3. Kaplan Meier curves in R
Wohoo! After all this preparation, we are ready to start our survival analysis! Excited?
One of the most common ways of visualising survival data is through the Kaplan-Meier curve.
The first step is to create a survival curve with the function survfit. This is the syntax, we have ~1 because for now we have no groups. Later on I’ll show you how to plot different groups.
# Create survival curve
s1 <- survfit(surv_obj ~ 1, data = df)
summary(s1)
Great! So how can we plot this data? The answer of course is a Kaplan-Meier plot.
We can do it really easily with ggsurvfit.
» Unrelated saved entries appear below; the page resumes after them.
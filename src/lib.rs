//! Sensor telemetry ingestion.
//!
//! Workers pull envelopes of sensor batches off a queue, store every reading
//! and keep daily, weekly and monthly sums per sensor.

pub mod api;
pub mod codec;
pub mod config;
pub mod pool;
pub mod queue;
pub mod rollup;
pub mod storage;
pub mod worker;
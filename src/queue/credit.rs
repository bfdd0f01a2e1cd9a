use std::sync::Arc;

use tokio::sync::{OwnedSemaphorePermit, Semaphore};

use super::QueueError;

/// Caps how many deliveries a channel may hold unresolved.
#[derive(Clone, Debug)]
pub struct CreditWindow {
    permits: Arc<Semaphore>,
    size: usize,
}

/// One unit of the window, handed back when dropped.
#[derive(Debug)]
pub struct Credit {
    _permit: OwnedSemaphorePermit,
}

impl CreditWindow {
    pub fn new(size: usize) -> Self {
        let size = size.max(1);
        Self {
            permits: Arc::new(Semaphore::new(size)),
            size,
        }
    }

    pub async fn acquire(&self) -> Result<Credit, QueueError> {
        self.permits
            .clone()
            .acquire_owned()
            .await
            .map(|_permit| Credit { _permit })
            .map_err(|_| QueueError::CreditClosed)
    }

    pub fn try_acquire(&self) -> Option<Credit> {
        self.permits.clone().try_acquire_owned()
            .ok()
            .map(|_permit| Credit { _permit })
    }

    pub fn size(&self) -> usize {
        self.size
    }

    /// deliveries currently holding a credit
    pub fn outstanding(&self) -> usize {
        self.size - self.permits.available_permits()
    }
}
//! # simple-component-bem
//!
//! BEM (Block-Element-Modifier) and contextual BEMX class name generation.
//!
//! ## Example
//!
//! ```
//! use simple_component_bem::{BemHelper, BemxHelper, NO_MODIFIERS};
//!
//! // Classic BEM
//! assert_eq!(BemHelper::generate("btn", None, ["primary"])?, "btn btn--primary");
//!
//! // BEMX: the child block takes context from its parent
//! assert_eq!(
//!     BemxHelper::generate("btn", Some("menu-item"), ["primary"], NO_MODIFIERS)?,
//!     "btn btn--primary menu-item__btn"
//! );
//! # Ok::<(), Box<dyn std::error::Error>>(())
//! ```

pub mod bem;
pub mod bemx;
pub mod error;
mod value;

pub use bem::{Bem, BemHelper, NO_MODIFIERS};
pub use bemx::{Bemx, BemxHelper};
pub use error::{BemError, BemxError, Result};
It has additional options like add_confidence interval and adding a risktable, quantiles… you can edit it like a normal ggplot object, for example, I will add my theme.
And then I can add the limits in the x axis with coord_cartesian() to show only the first 8 years.
# Kaplan-Meier plots ======================================================
## Plot -------------------------
km_curve <- ggsurvfit(s1, linewidth = 1) +
labs(x = 'Years', y = 'Overall survival') +
add_confidence_interval() +
add_risktable() +
scale_ggsurvfit() +
biostatsquid_theme +
coord_cartesian(xlim = c(0, 8))
4. Estimating survival after x years
You might want to know what is the probability of surviving beyond a certain number of years, x? You can add 1 or more durations to the argument ‘times’ and just run summary() on our survival object to get the answer.
## Estimating x-year survival ----------------------
# What is the probability of surviving beyond a certain number of years, x?
summary(s1, times = c(0, 0.5, 2, 5, 7))$surv
This is what I got:
> summary(s1, times = c(0, 0.5, 2, 5, 7))$surv
[1] 1.0000000 0.9757823 0.8020095 0.6279401 0.5802597
If we check in our curve, the survival at time 5 is exactly what we showed above.
km_curve +
geom_vline(xintercept = 1, linetype = 'dashed', colour = 'red', size = 1) +
geom_hline(yintercept = summary(s1, times = 5)$surv, linetype = 'dashed', colour = 'red', size = 1) +
coord_cartesian(xlim = c(0, 8))
For the median survival time, just call your survival object.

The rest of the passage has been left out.